Stored items from a collection:
..........
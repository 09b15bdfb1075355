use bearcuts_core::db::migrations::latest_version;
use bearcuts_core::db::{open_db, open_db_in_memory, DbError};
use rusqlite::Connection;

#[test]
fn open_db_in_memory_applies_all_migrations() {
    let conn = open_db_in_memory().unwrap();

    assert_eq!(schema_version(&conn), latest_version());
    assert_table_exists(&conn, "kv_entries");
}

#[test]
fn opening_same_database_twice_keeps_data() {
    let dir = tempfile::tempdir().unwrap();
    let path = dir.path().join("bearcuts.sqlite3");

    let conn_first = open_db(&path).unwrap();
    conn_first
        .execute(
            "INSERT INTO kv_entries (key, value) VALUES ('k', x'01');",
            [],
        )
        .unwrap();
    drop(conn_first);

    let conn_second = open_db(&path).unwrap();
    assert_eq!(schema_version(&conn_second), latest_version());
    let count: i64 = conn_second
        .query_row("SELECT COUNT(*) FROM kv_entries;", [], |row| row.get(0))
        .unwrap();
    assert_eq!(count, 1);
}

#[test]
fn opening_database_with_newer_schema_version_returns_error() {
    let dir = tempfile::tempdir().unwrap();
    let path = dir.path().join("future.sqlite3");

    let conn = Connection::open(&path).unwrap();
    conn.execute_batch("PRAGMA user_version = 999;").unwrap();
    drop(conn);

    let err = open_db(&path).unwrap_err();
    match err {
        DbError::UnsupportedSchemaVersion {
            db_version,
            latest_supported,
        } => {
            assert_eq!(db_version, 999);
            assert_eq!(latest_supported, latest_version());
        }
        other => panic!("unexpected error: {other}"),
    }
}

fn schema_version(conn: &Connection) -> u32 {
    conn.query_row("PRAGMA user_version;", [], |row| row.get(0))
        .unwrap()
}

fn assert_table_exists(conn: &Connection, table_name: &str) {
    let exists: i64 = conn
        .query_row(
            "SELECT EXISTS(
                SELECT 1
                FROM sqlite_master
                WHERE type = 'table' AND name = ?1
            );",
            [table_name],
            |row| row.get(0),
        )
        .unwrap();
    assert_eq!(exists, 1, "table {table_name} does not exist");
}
..........
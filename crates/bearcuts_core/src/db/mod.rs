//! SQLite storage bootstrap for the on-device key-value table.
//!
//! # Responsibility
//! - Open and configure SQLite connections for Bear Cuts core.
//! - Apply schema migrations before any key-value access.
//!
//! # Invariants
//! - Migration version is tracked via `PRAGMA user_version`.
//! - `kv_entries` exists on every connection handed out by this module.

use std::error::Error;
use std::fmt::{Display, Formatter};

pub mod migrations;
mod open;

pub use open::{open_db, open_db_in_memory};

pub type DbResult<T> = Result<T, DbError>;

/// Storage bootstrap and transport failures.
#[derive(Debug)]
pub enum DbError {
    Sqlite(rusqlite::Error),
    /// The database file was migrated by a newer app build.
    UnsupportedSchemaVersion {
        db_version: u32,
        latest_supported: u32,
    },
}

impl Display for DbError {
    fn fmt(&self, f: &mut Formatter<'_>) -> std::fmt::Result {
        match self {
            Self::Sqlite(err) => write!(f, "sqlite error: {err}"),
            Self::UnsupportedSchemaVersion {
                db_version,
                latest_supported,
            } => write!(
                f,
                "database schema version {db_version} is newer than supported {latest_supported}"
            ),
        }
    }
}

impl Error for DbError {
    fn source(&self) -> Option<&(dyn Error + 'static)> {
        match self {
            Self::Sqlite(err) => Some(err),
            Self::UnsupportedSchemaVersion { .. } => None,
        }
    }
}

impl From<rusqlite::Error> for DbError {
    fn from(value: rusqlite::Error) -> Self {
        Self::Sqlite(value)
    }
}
..........
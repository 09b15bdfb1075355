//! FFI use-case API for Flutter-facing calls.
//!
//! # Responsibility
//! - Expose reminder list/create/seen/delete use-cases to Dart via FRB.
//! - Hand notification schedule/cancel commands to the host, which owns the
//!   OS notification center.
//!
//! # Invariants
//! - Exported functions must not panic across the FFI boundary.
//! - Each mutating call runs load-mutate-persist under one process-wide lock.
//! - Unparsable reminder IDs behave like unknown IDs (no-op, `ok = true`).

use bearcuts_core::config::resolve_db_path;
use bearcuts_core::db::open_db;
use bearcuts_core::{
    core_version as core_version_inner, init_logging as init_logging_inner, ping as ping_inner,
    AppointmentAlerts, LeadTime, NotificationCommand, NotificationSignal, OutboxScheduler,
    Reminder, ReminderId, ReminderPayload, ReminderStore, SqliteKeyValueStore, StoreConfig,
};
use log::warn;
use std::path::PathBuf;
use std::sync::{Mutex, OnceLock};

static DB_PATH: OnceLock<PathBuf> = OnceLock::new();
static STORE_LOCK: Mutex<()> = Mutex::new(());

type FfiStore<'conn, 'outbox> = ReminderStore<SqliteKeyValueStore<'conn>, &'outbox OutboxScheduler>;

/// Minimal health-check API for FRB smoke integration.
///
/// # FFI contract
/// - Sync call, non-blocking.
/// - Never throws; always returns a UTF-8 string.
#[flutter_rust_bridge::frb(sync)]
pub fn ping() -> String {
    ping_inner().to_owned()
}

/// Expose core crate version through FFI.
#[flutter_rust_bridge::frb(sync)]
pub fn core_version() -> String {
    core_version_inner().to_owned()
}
..........
Instructions to follow:
Tell how many lines above hold "bootstrap", nothing more.

Solution to this task:
2